● RECORDS FOR THIS EXERCISE
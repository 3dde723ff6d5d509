//! Shared error types for the services crate.

use thiserror::Error;

use storage::repository::StorageError;
use storage::sqlite::SqliteInitError;

/// Errors emitted while loading `ApiConfig`.
#[derive(Debug, Error)]
#[non_exhaustive]
pub enum ConfigError {
    #[error("invalid API base URL: {0}")]
    InvalidBaseUrl(#[from] url::ParseError),
}

/// Curriculum or lesson retrieval failure.
///
/// Every variant means the whole request failed; there are no partial
/// results. Callers present a user-facing retry affordance instead of
/// propagating further.
#[derive(Debug, Error)]
#[non_exhaustive]
pub enum FetchError {
    #[error("curriculum service returned status {0}")]
    HttpStatus(reqwest::StatusCode),
    #[error(transparent)]
    Http(#[from] reqwest::Error),
}

/// Tutor request failure.
///
/// Callers substitute a generic fallback message for display rather than
/// surfacing the raw error.
#[derive(Debug, Error)]
#[non_exhaustive]
pub enum RelayError {
    #[error("a question or an image is required")]
    EmptyPrompt,
    #[error("tutor service returned status {0}")]
    HttpStatus(reqwest::StatusCode),
    #[error("tutor returned an empty reply")]
    EmptyReply,
    #[error(transparent)]
    Http(#[from] reqwest::Error),
}

/// Errors emitted by `ProgressService` when persisting a toggle.
///
/// Note that *reads* never produce this: malformed or unreadable persisted
/// progress is absorbed into an empty set.
#[derive(Debug, Error)]
#[non_exhaustive]
pub enum ProgressError {
    #[error(transparent)]
    Storage(#[from] StorageError),
    #[error(transparent)]
    Serialization(#[from] serde_json::Error),
}

/// Errors emitted while bootstrapping app services.
#[derive(Debug, Error)]
#[non_exhaustive]
pub enum AppServicesError {
    #[error(transparent)]
    Sqlite(#[from] SqliteInitError),
    #[error(transparent)]
    Config(#[from] ConfigError),
}
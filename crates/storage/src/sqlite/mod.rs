use std::sync::Arc;
use std::time::Duration;

use sqlx::{SqlitePool, sqlite::SqlitePoolOptions};
use thiserror::Error;

use crate::repository::{KeyValueRepository, Storage};

mod kv_repo;
mod migrate;

/// `SQLite`-backed key-value store, the desktop analogue of browser-local
/// storage.
#[derive(Clone)]
pub struct SqliteRepository {
    pool: SqlitePool,
}

#[derive(Debug, Error)]
#[non_exhaustive]
pub enum SqliteInitError {
    #[error(transparent)]
    Sqlx(#[from] sqlx::Error),
}

impl SqliteRepository {
    /// Connect to `SQLite` using the given URL.
    ///
    /// # Errors
    ///
    /// Returns `SqliteInitError` if the connection cannot be established or
    /// if the per-connection pragmas fail during setup.
    pub async fn connect(database_url: &str) -> Result<Self, SqliteInitError> {
        let pool = SqlitePoolOptions::new()
            .max_connections(5)
            .acquire_timeout(Duration::from_secs(5))
            .after_connect(|conn, _meta| {
                Box::pin(async move {
                    sqlx::query("PRAGMA foreign_keys = ON;")
                        .execute(&mut *conn)
                        .await?;
                    sqlx::query("PRAGMA journal_mode = WAL;")
                        .execute(&mut *conn)
                        .await?;
                    sqlx::query("PRAGMA busy_timeout = 5000;")
                        .execute(&mut *conn)
                        .await?;
                    Ok(())
                })
            })
            .connect(database_url)
            .await?;
        Ok(Self { pool })
    }

    #[must_use]
    pub fn pool(&self) -> &SqlitePool {
        &self.pool
    }

    /// Create tables if they do not exist.
    ///
    /// # Errors
    ///
    /// Returns `SqliteInitError` if migration queries fail.
    pub async fn migrate(&self) -> Result<(), SqliteInitError> {
        migrate::run_migrations(&self.pool).await
    }
}

impl Storage {
    /// Build a `Storage` backed by `SQLite`.
    ///
    /// # Errors
    ///
    /// Returns `SqliteInitError` if connection or migrations cannot be
    /// completed.
    pub async fn sqlite(database_url: &str) -> Result<Self, SqliteInitError> {
        let repo = SqliteRepository::connect(database_url).await?;
        repo.migrate().await?;
        let kv: Arc<dyn KeyValueRepository> = Arc::new(repo);
        Ok(Self { kv })
    }
}
use dioxus::prelude::*;
use dioxus_router::Link;

use seekho_core::model::{CompletionSet, CurriculumModule};

use crate::context::AppContext;
use crate::routes::Route;
use crate::views::{ViewError, ViewState, view_state_from_resource};
use crate::vm::{ModuleCardVm, map_module_cards, map_progress};

#[derive(Clone, Debug, PartialEq)]
struct CurriculumData {
    modules: Vec<CurriculumModule>,
}

#[component]
pub fn CurriculumView() -> Element {
    let ctx = use_context::<AppContext>();
    let curriculum = ctx.curriculum();
    let progress = ctx.progress();
    let track = ctx.track();

    // Completion state is owned by this view: loaded once at mount, then
    // mutated only by the toggle handler. A response that arrives after the
    // view is gone updates nothing.
    let mut completed = use_signal(CompletionSet::new);
    let progress_for_load = progress.clone();
    use_future(move || {
        let progress = progress_for_load.clone();
        async move {
            let loaded = progress.load().await;
            completed.set(loaded);
        }
    });

    let resource = use_resource(move || {
        let curriculum = curriculum.clone();
        let track = track.clone();
        async move {
            let modules = curriculum
                .fetch_curriculum(&track)
                .await
                .map_err(|_| ViewError::CurriculumUnavailable)?;
            Ok::<_, ViewError>(CurriculumData { modules })
        }
    });

    let state = view_state_from_resource(&resource);

    rsx! {
        div { class: "page curriculum-page",
            header { class: "view-header",
                h2 { class: "view-title", "Your Learning Journey" }
                p { class: "view-subtitle",
                    "Work through the modules in order and mark each one done when you finish."
                }
            }
            match state {
                ViewState::Idle => rsx! {
                    p { "Idle" }
                },
                ViewState::Loading => rsx! {
                    p { class: "placeholder", "Loading your personalized curriculum..." }
                },
                ViewState::Error(err) => rsx! {
                    div { class: "error-box",
                        p { "{err.message()}" }
                        button {
                            class: "btn btn-secondary",
                            r#type: "button",
                            onclick: move |_| {
                                let mut resource = resource;
                                resource.restart();
                            },
                            "Try Again"
                        }
                    }
                },
                ViewState::Ready(data) => {
                    let done = completed();
                    let progress_vm = map_progress(&data.modules, &done);
                    let cards = map_module_cards(&data.modules, &done);
                    rsx! {
                        section { class: "progress-card",
                            div { class: "progress-heading",
                                h3 { "Progress" }
                                span { class: "progress-count", "{progress_vm.count_label}" }
                            }
                            div { class: "progress-track",
                                div {
                                    class: "progress-fill",
                                    style: "width: {progress_vm.percent}%",
                                }
                            }
                            p { class: "progress-note", "{progress_vm.encouragement}" }
                        }
                        div { class: "module-list",
                            for card in cards {
                                ModuleCard {
                                    key: "{card.id}",
                                    card: card.clone(),
                                    ontoggle: {
                                        let progress = progress.clone();
                                        let id = card.id.clone();
                                        // The signal flips synchronously so a
                                        // second click always derives from the
                                        // first; only the persist is async.
                                        move |_| {
                                            let progress = progress.clone();
                                            let next = completed().toggled(&id);
                                            completed.set(next.clone());
                                            spawn(async move {
                                                if let Err(err) = progress.save(&next).await {
                                                    tracing::warn!(
                                                        error = %err,
                                                        "could not persist completion toggle"
                                                    );
                                                }
                                            });
                                        }
                                    },
                                }
                            }
                        }
                    }
                }
            }
        }
    }
}

#[component]
fn ModuleCard(card: ModuleCardVm, ontoggle: EventHandler<FormEvent>) -> Element {
    let card_class = if card.completed {
        "module-card module-card--done"
    } else {
        "module-card"
    };
    rsx! {
        div { class: "{card_class}",
            div { class: "module-card-position",
                if card.completed {
                    span { class: "module-check", "✓" }
                } else {
                    span { "{card.position}" }
                }
            }
            div { class: "module-card-body",
                h3 { "{card.title}" }
                p { "{card.description}" }
                div { class: "module-card-actions",
                    Link {
                        to: Route::Lesson { module_id: card.id.to_string() },
                        class: "module-link",
                        "{card.action_label}"
                    }
                    label { class: "module-toggle",
                        input {
                            r#type: "checkbox",
                            checked: card.completed,
                            onchange: move |evt| ontoggle.call(evt),
                        }
                        span { if card.completed { "Done" } else { "Mark Done" } }
                    }
                }
            }
        }
    }
}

● WORK ITEM
Using the material, show each line where the string "ViewState" can be found.

● ANSWER TO THIS TASK
use crate::views::{ViewError, ViewState, view_state_from_resource};
                ViewState::Idle => rsx! {
                ViewState::Loading => rsx! {
                ViewState::Error(err) => rsx! {
                ViewState::Ready(data) => {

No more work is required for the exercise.